At least the executable working properly :)

Re: Multithreading

Reply #126
  • Probably not worth it
  • --mode peakset --blocksize-list 576,1152,1728,2304,2880,3456,4032,4608 --analysis-comp 8p --output-comp 8ep --queue 8192 --tweak 1 --merge 0
@cid42 so I tried really really slow settings for fun on a 6 seconds file (I attached it).
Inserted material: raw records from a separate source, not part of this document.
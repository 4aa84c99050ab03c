use camino::Utf8PathBuf;
use serde::{Deserialize, Serialize};

/// Default download parallelism hint passed to the Workshop downloader
pub const DEFAULT_MAX_DOWNLOADS: u32 = 8;

/// User configuration from settings.yaml
///
/// Contains the tool's own settings: where the downloader lives and which
/// SLSsteam config and token dataset to use.
#[derive(Debug, Clone, Default, PartialEq, Serialize, Deserialize)]
pub struct UserConfig {
    #[serde(rename = "SLSTools_Settings", default)]
    pub settings: ToolSettings,
}

#[derive(Debug, Clone, PartialEq, Serialize, Deserialize)]
pub struct ToolSettings {
    /// Custom downloader location: a directory containing the binary, or the
    /// binary itself. Empty means "use the bundled one".
    #[serde(rename = "Workshop Tool Path", default)]
    pub workshop_tool_path: String,

    /// Override for the SLSsteam config.yaml location
    #[serde(rename = "SLSsteam Config", default)]
    pub sls_config_path: Option<Utf8PathBuf>,

    /// Override for the appaccesstokens.json location
    #[serde(rename = "Token Database", default)]
    pub token_database_path: Option<Utf8PathBuf>,

    #[serde(rename = "Max Downloads", default = "default_max_downloads")]
    pub max_downloads: u32,

    #[serde(rename = "Debug Mode", default)]
    pub debug_mode: bool,
}

impl Default for ToolSettings {
    fn default() -> Self {
        Self {
            workshop_tool_path: String::new(),
            sls_config_path: None,
            token_database_path: None,
            max_downloads: DEFAULT_MAX_DOWNLOADS,
            debug_mode: false,
        }
    }
}

fn default_max_downloads() -> u32 {
    DEFAULT_MAX_DOWNLOADS
}

impl ToolSettings {
    /// The configured custom downloader path, if any
    pub fn custom_tool_path(&self) -> Option<Utf8PathBuf> {
        let trimmed = self.workshop_tool_path.trim();
        (!trimmed.is_empty()).then(|| Utf8PathBuf::from(trimmed))
    }
}

#[cfg(test)]
mod tests {
    use super::*;

    #[test]
    fn test_tool_settings_defaults() {
        let settings = ToolSettings::default();
        assert_eq!(settings.max_downloads, 8);
        assert!(settings.workshop_tool_path.is_empty());
        assert!(settings.sls_config_path.is_none());
        assert!(!settings.debug_mode);
    }

    #[test]
    fn test_custom_tool_path_trims_blank() {
        let mut settings = ToolSettings::default();
        assert_eq!(settings.custom_tool_path(), None);

        settings.workshop_tool_path = "   ".to_string();
        assert_eq!(settings.custom_tool_path(), None);

        settings.workshop_tool_path = " /opt/DepotDownloaderMod \n".to_string();
        assert_eq!(
            settings.custom_tool_path(),
            Some(Utf8PathBuf::from("/opt/DepotDownloaderMod"))
        );
    }

    #[test]
    fn test_partial_yaml_uses_defaults() {
        let yaml = "SLSTools_Settings:\n  Workshop Tool Path: /tools\n";
        let config: UserConfig = serde_yaml_ng::from_str(yaml).unwrap();
        assert_eq!(config.settings.workshop_tool_path, "/tools");
        assert_eq!(config.settings.max_downloads, DEFAULT_MAX_DOWNLOADS);
    }
}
Several times I get an "Error: Init failed" (this error is defined in common.c in flaccid) when using slow settings.
For example if I use this command:
Code: [Select]
flaccid --in 12_-_Napalm_Death_-_You_Suffer.flac --lax --out out.flac --preserve-flac-metadata --queue 8192 --workers 13 --tweak 1 --merge 0 --analysis-apod subdivide_tukey\(3\) --output-apod subdivide_tukey\(6\) --analysis-comp mepl32r15 --output-comp mepl32r15 --mode peakset --blocksize-list 256,512
Ideally I would use more blocksizes in the list (something like `seq -s, 256 256 5120`), but I shortened it to get the error faster (exact same output).
Here is the output:
Code: [Select]
(null)
Processed 1/3
Processed 3/3
Error: Init failed
With that same command, if I limit myself to fewer blocksizes (and bigger step) with `seq -s, 512 512 5120`, it works completely fine and output is created in 155 seconds (not too long if you want to test).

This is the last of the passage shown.